* [Problem]:
Find every line in the records below that holds the word "behind" and copy it.

Data items:
- - - - - - -

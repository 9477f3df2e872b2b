//! Error types for the workflow engine.

use thiserror::Error;

/// Result type for engine operations.
pub type Result<T> = std::result::Result<T, EngineError>;

/// Errors raised while building or editing an engine.
///
/// Runtime failures never surface here; they are recorded on the task that
/// raised them.
#[derive(Debug, Error)]
pub enum EngineError {
    /// Workflow not found.
    #[error("Workflow not found: {0}")]
    WorkflowNotFound(String),

    /// A workflow with the same name already exists.
    #[error("Duplicate workflow: {0}")]
    DuplicateWorkflow(String),

    /// A workflow needs a name.
    #[error("Workflow name is empty")]
    EmptyWorkflowName,

    /// The workflow is already ticking on this thread.
    #[error("Workflow '{0}' is already ticking on this thread")]
    ReentrantTick(String),

    /// Loading or saving the engine document failed.
    #[error(transparent)]
    Config(#[from] tickflow_config::ConfigError),
}

/// Failure reported by a task hook.
#[derive(Debug, Error)]
pub enum TaskError {
    /// The argument string could not be parsed.
    #[error("Invalid arguments: {0}")]
    InvalidArguments(String),

    /// The workflow has no payload of the type the task needs.
    #[error("Missing data: {0}")]
    MissingData(String),

    /// The task is not attached to a workflow.
    #[error("Task is not attached to a workflow")]
    Detached,

    /// I/O failure.
    #[error("I/O error: {0}")]
    Io(#[from] std::io::Error),

    /// Anything else.
    #[error("{0}")]
    Failed(String),
}
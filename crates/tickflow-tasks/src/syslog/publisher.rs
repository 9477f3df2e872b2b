use std::io::{self, Write};
use std::net::{SocketAddr, TcpListener, TcpStream};

use clap::Parser;
use tickflow_config::TaskSpec;
use tickflow_engine::{Task, TaskCore, TaskError, Workflow};

use super::{SyslogList, SyslogMessage};
use crate::args::parse_arguments;

/// Unsent bytes a subscriber may fall behind by before it is dropped.
pub const MAX_BACKLOG: usize = 256 * 1024;

#[derive(Debug, Parser)]
#[command(no_binary_name = true)]
struct PublisherArgs {
    /// Address to bind, e.g. 127.0.0.1 for local access only
    #[arg(short = 'A', long, default_value = "0.0.0.0")]
    address: String,

    /// Port subscribers connect to
    #[arg(short = 'P', long, default_value_t = 601)]
    port: u16,
}

/// Publishes syslog messages to TCP subscribers.
///
/// Each tick accepts pending subscribers, then sends the workflow's payload
/// to all of them, one message per line. A single [`SyslogMessage`] payload
/// is consumed when sent; a [`SyslogList`] payload is sent as is and left in
/// place for its producer to replace.
///
/// Subscriber sockets never block the tick. Whatever a subscriber cannot take
/// yet is kept and retried on later ticks; a subscriber more than
/// [`MAX_BACKLOG`] bytes behind is dropped.
pub struct SyslogPublisher {
    core: TaskCore,
    listener: Option<TcpListener>,
    subscribers: Vec<Subscriber>,
}

struct Subscriber {
    stream: TcpStream,
    peer: SocketAddr,
    backlog: Vec<u8>,
}

impl Subscriber {
    /// Write as much of the backlog as the socket takes right now.
    fn flush(&mut self) -> io::Result<()> {
        let mut written = 0;
        while written < self.backlog.len() {
            match self.stream.write(&self.backlog[written..]) {
                Ok(0) => return Err(io::ErrorKind::WriteZero.into()),
                Ok(n) => written += n,
                Err(e) if e.kind() == io::ErrorKind::WouldBlock => break,
                Err(e) if e.kind() == io::ErrorKind::Interrupted => continue,
                Err(e) => return Err(e),
            }
        }
        self.backlog.drain(..written);
        Ok(())
    }
}

impl SyslogPublisher {
    pub fn new(spec: TaskSpec) -> Self {
        Self {
            core: TaskCore::new(spec),
            listener: None,
            subscribers: Vec::new(),
        }
    }

    pub fn boxed(spec: &TaskSpec) -> Box<dyn Task> {
        Box::new(Self::new(spec.clone()))
    }

    pub fn local_addr(&self) -> Option<SocketAddr> {
        self.listener.as_ref().and_then(|l| l.local_addr().ok())
    }

    pub fn subscriber_count(&self) -> usize {
        self.subscribers.len()
    }

    fn accept(&mut self, listener: &TcpListener) -> io::Result<()> {
        loop {
            match listener.accept() {
                Ok((stream, peer)) => {
                    stream.set_nonblocking(true)?;
                    tracing::debug!(task = %self.core.spec().name, peer = %peer, "syslog subscriber connected");
                    self.subscribers.push(Subscriber {
                        stream,
                        peer,
                        backlog: Vec::new(),
                    });
                }
                Err(e) if e.kind() == io::ErrorKind::WouldBlock => return Ok(()),
                Err(e) if e.kind() == io::ErrorKind::Interrupted => continue,
                Err(e) => return Err(e),
            }
        }
    }

    fn pending(workflow: &Workflow) -> Vec<SyslogMessage> {
        if let Some(message) = workflow.take_data::<SyslogMessage>() {
            return vec![message];
        }
        workflow
            .data::<SyslogList>()
            .map(|list| list.clone())
            .unwrap_or_default()
    }

    fn publish(&mut self, messages: &[SyslogMessage]) {
        if self.subscribers.is_empty() {
            return;
        }
        let mut frame = String::new();
        for message in messages {
            frame.push_str(&message.to_string());
            frame.push('\n');
        }
        let name = &self.core.spec().name;
        self.subscribers.retain_mut(|subscriber| {
            subscriber.backlog.extend_from_slice(frame.as_bytes());
            if let Err(e) = subscriber.flush() {
                tracing::debug!(task = %name, peer = %subscriber.peer, error = %e, "syslog subscriber dropped");
                return false;
            }
            if subscriber.backlog.len() > MAX_BACKLOG {
                tracing::warn!(task = %name, peer = %subscriber.peer, backlog = subscriber.backlog.len(), "syslog subscriber too slow, dropped");
                return false;
            }
            true
        });
    }
}

impl Task for SyslogPublisher {
    fn core(&self) -> &TaskCore {
        &self.core
    }

    fn core_mut(&mut self) -> &mut TaskCore {
        &mut self.core
    }

    fn on_init(&mut self) -> Result<(), TaskError> {
        self.listener = None;
        self.subscribers.clear();
        let args: PublisherArgs = parse_arguments(self.core.spec())?;

        let listener = TcpListener::bind((args.address.as_str(), args.port))?;
        listener.set_nonblocking(true)?;
        tracing::info!(task = %self.core.spec().name, address = ?listener.local_addr().ok(), "syslog publisher listening");
        self.listener = Some(listener);
        self.core.owner()?;
        Ok(())
    }

    fn on_tick(&mut self) -> Result<(), TaskError> {
        let listener = self
            .listener
            .take()
            .ok_or_else(|| TaskError::Failed("syslog publisher is not listening".into()))?;
        let accepted = self.accept(&listener);
        self.listener = Some(listener);
        accepted?;

        let owner = self.core.owner()?;
        let messages = Self::pending(&owner);
        self.publish(&messages);
        Ok(())
    }

    fn on_exit(&mut self) -> Result<(), TaskError> {
        self.listener = None;
        self.subscribers.clear();
        if let Some(workflow) = self.core.workflow() {
            workflow.take_data::<SyslogMessage>();
        }
        Ok(())
    }
}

- - - - - - -

* [Response to this task]:
/// Unsent bytes a subscriber may fall behind by before it is dropped.
/// [`MAX_BACKLOG`] bytes behind is dropped.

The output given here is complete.